The family decides that Grace and the children should live with her mother in Kansas City until Harry finds another job. They also offer to let the newlyweds live with them until they can stand on their own feet. Curtis makes an unannounced visit in search of his daughter, and Ellen and Willis are hidden away for the moment. As it is the night of Judy's school dance, Haskell arrives to collect Judy. He is announced, and when Curtis hears the name, he believes that it is Haskell Cummings Sr., the businessman whose account he and Harry have been trying to win. Believing that Harry is starting his own firm and has landed the influential Cummings as his client, he offers to hire Harry back to the law firm as a partner, and he is also willing to hire Willis. Realizing that Curtis is mistaken, Harry accepts the offer. Ellen reconciles with her father, and Curtis is surprised to see the young Haskell enter the apartment. Judy appears, beautiful and ladylike, dressed in her ball dress, and she and Haskell leave the proud adults for the dance.

==Cast==
- Peggy Ann Garner as Judy Graves
- Allyn Joslyn as Harry Graves
- Stephen Dunne as Uncle Willis Reynolds (as Michael Dunne)

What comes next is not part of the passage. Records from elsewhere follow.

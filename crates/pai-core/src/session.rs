//! Session Management
//!
//! A session is a named JSON file under `sessions/` holding a list of
//! instances. Each `init` (or provider/model switch) appends a new instance;
//! only the last one is ever read from or appended to.
//!
//! API keys are stored encrypted. Loading decrypts the active instance's key
//! in memory, saving seals it again. The `ENV_VAR` sentinel is stored as-is.

use std::path::{Path, PathBuf};

use async_trait::async_trait;
use serde::{Deserialize, Serialize};

use crate::config::{write_atomic, write_atomic_async};
use crate::crypto::{CredentialCipher, ENCRYPTION_KEY_ENV, ENV_VAR_SENTINEL, is_encrypted, needs_cipher};
use crate::error::{AgentError, Result};
use crate::reasoning::{Turn, TurnSink};
use crate::resource::ResourceMetadata;
use crate::tool::ToolDescriptor;

/// One provider/model binding within a session
#[derive(Clone, Debug, PartialEq, Serialize, Deserialize)]
pub struct SessionInstance {
    /// ISO-8601 start time
    pub session_start_dt: String,
    pub provider: String,
    pub model: String,
    /// Sealed key on disk, plaintext in memory after `load`, or `ENV_VAR`
    pub api_key: Option<String>,
    /// Endpoint override handed back to the adapter
    #[serde(default, skip_serializing_if = "Option::is_none")]
    pub base_url: Option<String>,
    #[serde(default)]
    pub tool_metadata: Vec<ToolDescriptor>,
    #[serde(default)]
    pub resource_metadata: Vec<ResourceMetadata>,
    #[serde(default)]
    pub prompt_history: Vec<Turn>,
}

impl SessionInstance {
    pub fn new(provider: impl Into<String>, model: impl Into<String>) -> Self {
        Self {
            session_start_dt: chrono::Utc::now().to_rfc3339(),
            provider: provider.into(),
            model: model.into(),
            api_key: Some(ENV_VAR_SENTINEL.into()),
            base_url: None,
            tool_metadata: Vec::new(),
            resource_metadata: Vec::new(),
            prompt_history: Vec::new(),
        }
    }

    /// Store an explicit key; `None` keeps the `ENV_VAR` sentinel
    pub fn with_api_key(mut self, api_key: Option<String>) -> Self {
        self.api_key = Some(api_key.unwrap_or_else(|| ENV_VAR_SENTINEL.into()));
        self
    }

    pub fn with_base_url(mut self, base_url: Option<String>) -> Self {
        self.base_url = base_url;
        self
    }

    pub fn with_capabilities(
        mut self,
        tools: Vec<ToolDescriptor>,
        resources: Vec<ResourceMetadata>,
    ) -> Self {
        self.tool_metadata = tools;
        self.resource_metadata = resources;
        self
    }

    /// Explicit key to hand the adapter, `None` meaning "read the env var"
    pub fn credential(&self) -> Option<&str> {
        self.api_key.as_deref().filter(|k| needs_cipher(k))
    }
}

/// On-disk session document
#[derive(Clone, Debug, PartialEq, Serialize, Deserialize)]
pub struct SessionLog {
    pub session_name: String,
    #[serde(default)]
    pub session_instance: Vec<SessionInstance>,
}

impl SessionLog {
    pub fn new(name: impl Into<String>) -> Self {
        Self {
            session_name: name.into(),
            session_instance: Vec::new(),
        }
    }

    /// The active (last) instance
    pub fn active(&self) -> Result<&SessionInstance> {
        self.session_instance
            .last()
            .ok_or_else(|| AgentError::Session(format!("session '{}' has no instances", self.session_name)))
    }

    pub fn active_mut(&mut self) -> Result<&mut SessionInstance> {
        let name = self.session_name.clone();
        self.session_instance
            .last_mut()
            .ok_or_else(|| AgentError::Session(format!("session '{name}' has no instances")))
    }
}

/// Reads and writes session files
#[derive(Clone)]
pub struct SessionStore {
    dir: PathBuf,
    passphrase: Option<String>,
}

impl std::fmt::Debug for SessionStore {
    fn fmt(&self, f: &mut std::fmt::Formatter<'_>) -> std::fmt::Result {
        f.debug_struct("SessionStore")
            .field("dir", &self.dir)
            .field("has_key", &self.passphrase.is_some())
            .finish()
    }
}

impl SessionStore {
    /// Store whose cipher key comes from `PAI_ENCRYPTION_KEY`, read lazily
    pub fn new(dir: impl Into<PathBuf>) -> Self {
        Self {
            dir: dir.into(),
            passphrase: None,
        }
    }

    /// Store with an explicit cipher passphrase
    pub fn with_passphrase(dir: impl Into<PathBuf>, passphrase: impl Into<String>) -> Self {
        Self {
            dir: dir.into(),
            passphrase: Some(passphrase.into()),
        }
    }

    pub fn dir(&self) -> &Path {
        &self.dir
    }

    pub fn path(&self, name: &str) -> Result<PathBuf> {
        validate_name(name)?;
        Ok(self.dir.join(format!("{name}.json")))
    }

    pub fn exists(&self, name: &str) -> bool {
        self.path(name).is_ok_and(|p| p.exists())
    }

    /// Saved session names, sorted
    pub fn list(&self) -> Result<Vec<String>> {
        if !self.dir.exists() {
            return Ok(Vec::new());
        }
        let mut names: Vec<String> = std::fs::read_dir(&self.dir)?
            .filter_map(std::result::Result::ok)
            .map(|entry| entry.path())
            .filter(|p| p.extension().is_some_and(|e| e == "json"))
            .filter_map(|p| p.file_stem().and_then(|s| s.to_str()).map(str::to_string))
            .collect();
        names.sort();
        Ok(names)
    }

    /// Start a new instance, creating the session if needed. Earlier
    /// instances on disk are kept.
    pub fn init(&self, name: &str, instance: SessionInstance) -> Result<SessionLog> {
        // the previous active key stays sealed on disk
        let mut log = if self.exists(name) {
            self.read(name)?
        } else {
            SessionLog::new(name)
        };
        tracing::info!(
            session = name,
            provider = %instance.provider,
            model = %instance.model,
            instance = log.session_instance.len() + 1,
            "Starting session instance"
        );
        log.session_instance.push(instance);
        self.save(&log)?;
        Ok(log)
    }

    /// Read a session and decrypt its active key in memory
    pub fn load(&self, name: &str) -> Result<SessionLog> {
        let mut log = self.read(name)?;

        if let Some(instance) = log.session_instance.last_mut() {
            if let Some(stored) = instance.api_key.as_deref().filter(|k| is_encrypted(k)) {
                let plain = self.cipher()?.decrypt(stored)?;
                instance.api_key = Some(plain);
            }
        }
        tracing::debug!(session = name, instances = log.session_instance.len(), "Loaded session");
        Ok(log)
    }

    /// Write a session, sealing the active instance's key
    pub fn save(&self, log: &SessionLog) -> Result<()> {
        let path = self.path(&log.session_name)?;
        write_atomic(&path, self.sealed_json(log)?.as_bytes())?;
        tracing::debug!(session = %log.session_name, "Saved session");
        Ok(())
    }

    /// [`save`](Self::save) without blocking the runtime
    pub async fn save_async(&self, log: &SessionLog) -> Result<()> {
        let path = self.path(&log.session_name)?;
        write_atomic_async(&path, self.sealed_json(log)?.as_bytes()).await?;
        tracing::debug!(session = %log.session_name, "Saved session");
        Ok(())
    }

    fn sealed_json(&self, log: &SessionLog) -> Result<String> {
        let mut sealed = log.clone();
        if let Some(instance) = sealed.session_instance.last_mut() {
            if let Some(key) = instance
                .api_key
                .as_deref()
                .filter(|k| needs_cipher(k) && !is_encrypted(k))
            {
                instance.api_key = Some(self.cipher()?.encrypt(key)?);
            }
        }
        Ok(serde_json::to_string_pretty(&sealed)?)
    }

    /// Read a session as stored, every key left sealed
    pub fn read(&self, name: &str) -> Result<SessionLog> {
        let path = self.path(name)?;
        if !path.exists() {
            return Err(AgentError::NotFound(format!("session '{name}'")));
        }
        let text = std::fs::read_to_string(&path)?;
        serde_json::from_str(&text)
            .map_err(|e| AgentError::Session(format!("session '{name}' is corrupt: {e}")))
    }

    pub fn delete(&self, name: &str) -> Result<()> {
        let path = self.path(name)?;
        if !path.exists() {
            return Err(AgentError::NotFound(format!("session '{name}'")));
        }
        std::fs::remove_file(path)?;
        Ok(())
    }

    fn cipher(&self) -> Result<CredentialCipher> {
        match &self.passphrase {
            Some(passphrase) => CredentialCipher::from_passphrase(passphrase),
            None => CredentialCipher::from_env().map_err(|_| {
                AgentError::EncryptionConfig(format!(
                    "Encryption key not set in {ENCRYPTION_KEY_ENV}; required to read or store API keys"
                ))
            }),
        }
    }
}

/// Appends each turn to the active instance and saves immediately
pub struct SessionRecorder<'a> {
    store: &'a SessionStore,
    log: &'a mut SessionLog,
}

impl<'a> SessionRecorder<'a> {
    pub fn new(store: &'a SessionStore, log: &'a mut SessionLog) -> Self {
        Self { store, log }
    }
}

#[async_trait]
impl<'a> TurnSink for SessionRecorder<'a> {
    async fn record(&mut self, turn: &Turn) -> Result<()> {
        self.log.active_mut()?.prompt_history.push(turn.clone());
        self.store.save_async(self.log).await
    }
}

fn validate_name(name: &str) -> Result<()> {
    let valid = !name.trim().is_empty()
        && name != "."
        && name != ".."
        && !name.contains(['/', '\\'])
        && !name.contains('\0');
    if valid {
        Ok(())
    } else {
        Err(AgentError::InvalidArgument(format!("invalid session name '{name}'")))
    }
}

- Faye Marlowe as Ellen Curtis
- Mona Freeman as Lois Graves
- Sylvia Field as Mrs. Graves
- Barbara Whiting as Fuffy Adams
- Scotty Beckett as Haskell Cummings
- Stanley Prager as Joe
- John Alexander as J. B. Curtis
- Connie Gilchrist as Hilda
- Ruby Dandridge as Rheba

== Reception ==
In a contemporary review for The New York Times, critic Bosley Crowther called Junior Miss "a brisk farce-comedy" and wrote: "[T]his film is a laughing entertainment in the strictly domestic line. It tells with a great deal of humor of the confusion and upheavals caused by a highly imaginative and meddlesome 'junior miss' in a New York apartment home. And it also contains some illuminating—albeit farcical—comment on kids which is much closer to realities than such comment in other films we could name. ... The few precious moments of poignance that were in the play are barely caught. Otherwise it is a happy picture—provided you feel it's worth the risk."